We don’t cover sports on this site (although sometimes I wish we did), but sometimes they, video games and sports, bleed into each other and qualify for inclusion. Other times, something happens that captures my attention so tightly that I have to make tenuous connections to support writing about them. This one falls in with the latter.

Blake Griffin over Kendrick PerkinsOk, anyone who watches NBA basketball has probably seen the dunk by Blake Griffin on Kendrick Perkins over and over by now. You couldn’t watch Sportscenter either for more then 20 minutes without it being referenced at least once. For those who managed to miss it, here it is for your perusal.

It’s one of the better contact dunks in recent memory, obviously, and that picture on the left belongs in Kia’s ad campaign with Griffin the same way that Tiger Woods’ chip at the Masters years ago belonged in Nike’s (but like Nike, Kia probably won’t use it because it’s too obvious). I was wowed the first dozen times I saw it, and showed everyone I could who hadn’t seen it yet. It was easily better then the season’s previous standard-bearer, LeBron James leaping over/around John Lucas III last weekend. That thought got me thinking. I watched LeBron for seven years in Cleveland (being from Akron myself) and unlike allot of Northeast Ohio residents, I was hurt when he left but I understood why (he had no chance of getting the Cavs out of the East with Chicago, New York, Orlando, Boston and Miami stacking up). For those who were sick of him early in his career with the constant media coverage, well, I had been hearing it for over a year longer since his high school was just about a dozen miles from my house.
The connections here is that the dunk reminded me of one of LBJ’s dunks back during his days in the Wine and Gold, on one of Kendrick Perkin’s old teammates, yet.

LeBron on Kevin Garnett

This dunk from the Eastern Conference Finals in 2008 was one of his best highlights as a Cav. At the time the Cavs and LeBron wanted so badly to get past Boston that this exclamation point felt bigger then it probably should have. So while Blake’s dunk was great, it’s far from the only of it’s kind.

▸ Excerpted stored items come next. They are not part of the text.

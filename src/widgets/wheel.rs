//! Engage button and rotating steering wheel.
//!
//! Both draw the same icon on a round backdrop in the top-right corner. With
//! the rotating-wheel feature on, the icon moves slightly inward and turns
//! with the steering angle; otherwise it is a static button shown only while
//! controls can engage.

use crate::assets::AssetId;
use crate::colors::{Rgba, WHEEL_EXPERIMENTAL_BG, black};
use crate::config::BTN_SIZE;
use crate::layout::{engage_center, rotating_wheel_center};
use crate::scene::{DrawOp, ImageOp, Layer, Paint, PointF, Scene};
use crate::state::DisplayState;

use super::primitives::circle_rect;

/// Icon for the selected wheel; the stock wheel switches to the experimental
/// icon while experimental mode is on.
pub const fn wheel_image(wheel_icon: u8, experimental: bool) -> AssetId {
    match (wheel_icon, experimental) {
        (0, true) => AssetId::Experimental,
        (n, _) => AssetId::Wheel(n),
    }
}

/// Custom wheels keep their icon, so experimental mode is shown by the backdrop.
pub const fn wheel_background(wheel_icon: u8, experimental: bool) -> Rgba {
    if wheel_icon != 0 && experimental { WHEEL_EXPERIMENTAL_BG } else { black(166) }
}

fn draw_wheel(scene: &mut Scene, layer: Layer, ds: &DisplayState, center: PointF, rotation_deg: f32) {
    scene.push(layer, DrawOp::Ellipse {
        rect: circle_rect(center, BTN_SIZE as f32 / 2.0),
        fill: Some(Paint::Solid(wheel_background(ds.wheel_icon, ds.experimental_mode))),
        stroke: None,
    });
    scene.push(layer, DrawOp::Image(ImageOp {
        rotation_deg,
        ..ImageOp::new(wheel_image(ds.wheel_icon, ds.experimental_mode), center)
    }));
}

/// Static engage button; hidden when the rotating wheel replaces it.
pub fn draw_engage_button(scene: &mut Scene, ds: &DisplayState, width: f32) {
    if ds.flags.rotating_wheel || !ds.engage_visible {
        return;
    }
    draw_wheel(scene, Layer::EngageButton, ds, engage_center(width), 0.0);
}

pub fn draw_rotating_wheel(scene: &mut Scene, ds: &DisplayState, width: f32) {
    draw_wheel(scene, Layer::RotatingWheel, ds, rotating_wheel_center(width), -ds.steering_angle_deg);
}

#[cfg(test)]
mod tests {
    use super::*;
    use crate::state::FeatureFlags;

    #[test]
    fn test_stock_wheel_experimental_icon() {
        assert_eq!(wheel_image(0, true), AssetId::Experimental);
        assert_eq!(wheel_image(0, false), AssetId::Wheel(0));
        assert_eq!(wheel_image(3, true), AssetId::Wheel(3), "Custom wheel keeps its icon");
    }

    #[test]
    fn test_custom_wheel_experimental_backdrop() {
        assert_eq!(wheel_background(2, true), WHEEL_EXPERIMENTAL_BG);
        assert_eq!(wheel_background(0, true), black(166));
    }

    #[test]
    fn test_engage_button_needs_engageable() {
        let mut scene = Scene::new(2100, 1020);
        draw_engage_button(&mut scene, &DisplayState::default(), 2100.0);
        assert!(scene.is_empty());

        let ds = DisplayState { engage_visible: true, ..DisplayState::default() };
        draw_engage_button(&mut scene, &ds, 2100.0);
        assert_eq!(scene.images(Layer::EngageButton).count(), 1);
    }

    #[test]
    fn test_rotating_wheel_counter_rotates() {
        let mut scene = Scene::new(2100, 1020);
        let ds = DisplayState {
            steering_angle_deg: 45.0,
            flags: FeatureFlags { rotating_wheel: true, ..FeatureFlags::default() },
            engage_visible: true,
            ..DisplayState::default()
        };
        draw_engage_button(&mut scene, &ds, 2100.0);
        assert!(scene.is_empty(), "Rotating wheel replaces the button");
        draw_rotating_wheel(&mut scene, &ds, 2100.0);
        let img = scene.images(Layer::RotatingWheel).next().expect("wheel");
        assert!((img.rotation_deg + 45.0).abs() < f32::EPSILON);
    }
}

Now (this is where I try and tie all of this into gaming), next year’s NBA 2K and (probably) NBA Elite series have to match this level, right? I mean, here’s a picture of a good contact dunk from my NBA 2K12 My Player career.

NBA 2K12

No. Not even close. Dunks in videogames tend to be relatively timid. Contact can be made, but it rarely holds up in close-ups or replays. Here, despite the fact that my player acted like he hit a wall with his left shoulder – you’ll have to trust me on that – the other player (a randomly generated rookie) is nowhere near him. There are great contact dunks in the NBA year after year, but they never properly make it into videogames. With this dunk and the hoopla it created (Twitter was lit up like wildfire), game makers have to step it up. You would think, but if there’s one game genre that stagnates more then most any other – even MMOs – it’s sports games. We can hope EA and 2K Sports will get the hint but I’m not holding my breath.